Needless to say, this issue has generated a lot of heat on all sides. State Representative Sheila Butts (R) believes that exposing students to Islam threatens to indoctrinate them. Others argue that students can’t effectively learn about world history without developing an understanding of the religions that shape that history, which includes Islam. (And for the record, the Tennessee State Academic Standards cover Islam, Christianity, Judaism, Buddhism, and Shinto; it just so happens that in seventh grade world history, students cover Islam before other religions.)
Let’s put aside the question of what the right way to teach history is, at least for a moment. What worries me, as a school choice advocate, is that within a public school system, whatever decision is made will be a political one, and the results will apply to all public schools across the state. There will be a winning side and a losing side, and the losing side — throughout the entire state of Tennessee — will have little choice but to send their children to public schools that teach in a way they see as unsatisfactory. And who will choose what side prevails? The state’s department of education.

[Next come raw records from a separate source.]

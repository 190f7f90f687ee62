//! Section-aware chunker.
//!
//! Splits each section's content into chunks of at most `chunk_size`
//! characters, preferring splits at paragraph boundaries, then line
//! breaks, then sentence ends, then whitespace, with a hard cut as the
//! last resort. Short sections become a single chunk.

use tracing::debug;

use strata_common::config::ChunkingConfig;
use strata_common::Chunk;

use crate::sectioning::SectionedDocument;

/// Chunk every section of a document. Chunk indices are dense and
/// document-wide, in section order.
pub fn chunk_sections(
    doc_id: &str,
    sectioned: &SectionedDocument,
    cfg: &ChunkingConfig,
) -> Vec<Chunk> {
    let mut chunks = Vec::new();
    let mut chunk_index = 0u32;

    for (section_index, (section, content)) in sectioned
        .sections
        .iter()
        .zip(sectioned.contents.iter())
        .enumerate()
    {
        let pieces = if content.len() < cfg.min_length_for_chunking {
            vec![content.clone()]
        } else {
            split_text(content, cfg.chunk_size)
        };

        for piece in pieces {
            if piece.is_empty() {
                continue;
            }
            chunks.push(Chunk {
                doc_id: doc_id.to_string(),
                chunk_index,
                section_index: section_index as u32,
                section_title: section.title.clone(),
                content: piece,
                embedding_text: String::new(),
                page_start: None,
                page_end: None,
                is_visual: false,
            });
            chunk_index += 1;
        }
    }

    debug!(doc_id, n_chunks = chunks.len(), "document chunked");
    chunks
}

/// Split `text` into trimmed pieces of at most `chunk_size` bytes.
fn split_text(text: &str, chunk_size: usize) -> Vec<String> {
    let chunk_size = chunk_size.max(1);
    let mut pieces = Vec::new();
    let mut rest = text;

    while rest.len() > chunk_size {
        let cut = split_point(rest, chunk_size);
        let (piece, tail) = rest.split_at(cut);
        let piece = piece.trim();
        if !piece.is_empty() {
            pieces.push(piece.to_string());
        }
        rest = tail.trim_start();
    }
    let last = rest.trim();
    if !last.is_empty() {
        pieces.push(last.to_string());
    }

    pieces
}

/// Best cut position within the first `chunk_size` bytes of `text`:
/// paragraph break, then newline, then sentence end, then whitespace,
/// then a hard cut at the nearest char boundary.
fn split_point(text: &str, chunk_size: usize) -> usize {
    let limit = floor_char_boundary(text, chunk_size);
    let window = &text[..limit];

    if let Some(pos) = window.rfind("\n\n") {
        if pos > 0 {
            return pos + 2;
        }
    }
    if let Some(pos) = window.rfind('\n') {
        if pos > 0 {
            return pos + 1;
        }
    }
    if let Some(pos) = window.rfind(". ") {
        if pos > 0 {
            return pos + 2;
        }
    }
    if let Some(pos) = window.rfind(char::is_whitespace) {
        if pos > 0 {
            return pos + 1;
        }
    }
    limit.max(1)
}

fn floor_char_boundary(text: &str, max: usize) -> usize {
    if max >= text.len() {
        return text.len();
    }
    let mut index = max;
    while index > 0 && !text.is_char_boundary(index) {
        index -= 1;
    }
    index
}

Religion has always been a thorny issue in US schools. In the early 1800s, American “common schools” were very Protestant, which led to a stand-off in New York by Catholics who understandably didn’t want their tax money going to Protestant public schools. (Eventually, many frustrated Catholics formed their own private Catholic schools.)
In 1922, the state of Washington outlawed all private schools (a law the Supreme Court found unconstitutional), largely motivated by a desire to eliminate Catholic schools. Since then, we’ve had legal battles over school-led prayer and student-led prayer, over whether schools can or should teach creation accounts of human origins in biology classes, and even over whether schools can allow “released time,” where students can leave school premises to learn about a religion of their choice during the school day.
Few of these controversies would have been as heated in a system of private schools. With markets, what goes on within one firm doesn’t dictate what must go on in another. If Chick-Fil-A wants to stay closed on Sundays, that doesn’t mean that Burger King can’t choose to remain open. Back in the days when video stores were a thing, Hollywood video could choose to carry “racy” films, but that didn’t mean that Blockbuster (which took a “family values” approach) had to. People are free to shop at stores that are most in line with their values.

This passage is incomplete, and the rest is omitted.